▶ _Data entries_
//! View configuration.

use pdfview_render::RasterPolicy;
use serde::{Deserialize, Serialize};
use std::fs;
use std::path::{Path, PathBuf};
use std::time::Duration;
use viewer_core::{DEFAULT_MAXIMUM_ZOOM, DEFAULT_ZOOM_DURATION};

/// Settings for a [`crate::PdfView`].
///
/// Loadable from TOML; every key is optional.
///
/// ```toml
/// maximum_zoom = 4.0
/// enable_antialiasing = false
///
/// [raster]
/// levels_of_detail = 3
/// ```
#[derive(Debug, Clone, PartialEq, Serialize, Deserialize)]
#[serde(default, deny_unknown_fields)]
pub struct ViewerConfig {
    /// Absolute upper bound on the zoom scale. Never below the fit scale.
    pub maximum_zoom: f32,

    pub enable_antialiasing: bool,

    /// Screen pixels per layout unit.
    pub device_pixel_density: f32,

    /// Tile and level-of-detail settings.
    pub raster: RasterPolicy,

    /// Length of double-tap zoom animations.
    pub animation_duration_ms: u64,

    /// Directory for decrypted copies of password-protected documents.
    /// The system temp directory when unset.
    pub temp_dir: Option<PathBuf>,
}

impl Default for ViewerConfig {
    fn default() -> Self {
        Self {
            maximum_zoom: DEFAULT_MAXIMUM_ZOOM,
            enable_antialiasing: true,
            device_pixel_density: 1.0,
            raster: RasterPolicy::default(),
            animation_duration_ms: DEFAULT_ZOOM_DURATION.as_millis() as u64,
            temp_dir: None,
        }
    }
}

impl ViewerConfig {
    pub fn with_maximum_zoom(mut self, maximum_zoom: f32) -> Self {
        self.maximum_zoom = maximum_zoom;
        self
    }

    pub fn with_antialiasing(mut self, enabled: bool) -> Self {
        self.enable_antialiasing = enabled;
        self
    }

    pub fn with_device_pixel_density(mut self, density: f32) -> Self {
        self.device_pixel_density = density;
        self
    }

    pub fn with_raster_policy(mut self, raster: RasterPolicy) -> Self {
        self.raster = raster;
        self
    }

    pub fn with_animation_duration(mut self, duration: Duration) -> Self {
        self.animation_duration_ms = duration.as_millis() as u64;
        self
    }

    pub fn with_temp_dir<P: AsRef<Path>>(mut self, dir: P) -> Self {
        self.temp_dir = Some(dir.as_ref().to_path_buf());
        self
    }

    pub fn animation_duration(&self) -> Duration {
        Duration::from_millis(self.animation_duration_ms)
    }

    pub fn temp_dir(&self) -> PathBuf {
        self.temp_dir.clone().unwrap_or_else(std::env::temp_dir)
    }

    /// Raster policy with the view-level density and antialiasing applied.
    pub fn effective_raster_policy(&self) -> RasterPolicy {
        self.raster
            .with_device_pixel_density(self.device_pixel_density)
            .with_antialias(self.enable_antialiasing)
    }

    pub fn from_toml(toml_str: &str) -> Result<Self, toml::de::Error> {
        toml::from_str(toml_str)
    }

    pub fn from_file<P: AsRef<Path>>(path: P) -> Result<Self, ConfigLoadError> {
        let contents = fs::read_to_string(path.as_ref())?;
        Ok(Self::from_toml(&contents)?)
    }
}

#[derive(Debug, thiserror::Error)]
pub enum ConfigLoadError {
    #[error("I/O error: {0}")]
    Io(#[from] std::io::Error),
    #[error("Invalid configuration file: {0}")]
    Parse(#[from] toml::de::Error),
}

▶ _Work task_
Copy out each line of the data that includes the string "Deserialize".

▶ _Exercise output_
use serde::{Deserialize, Serialize};
#[derive(Debug, Clone, PartialEq, Serialize, Deserialize)]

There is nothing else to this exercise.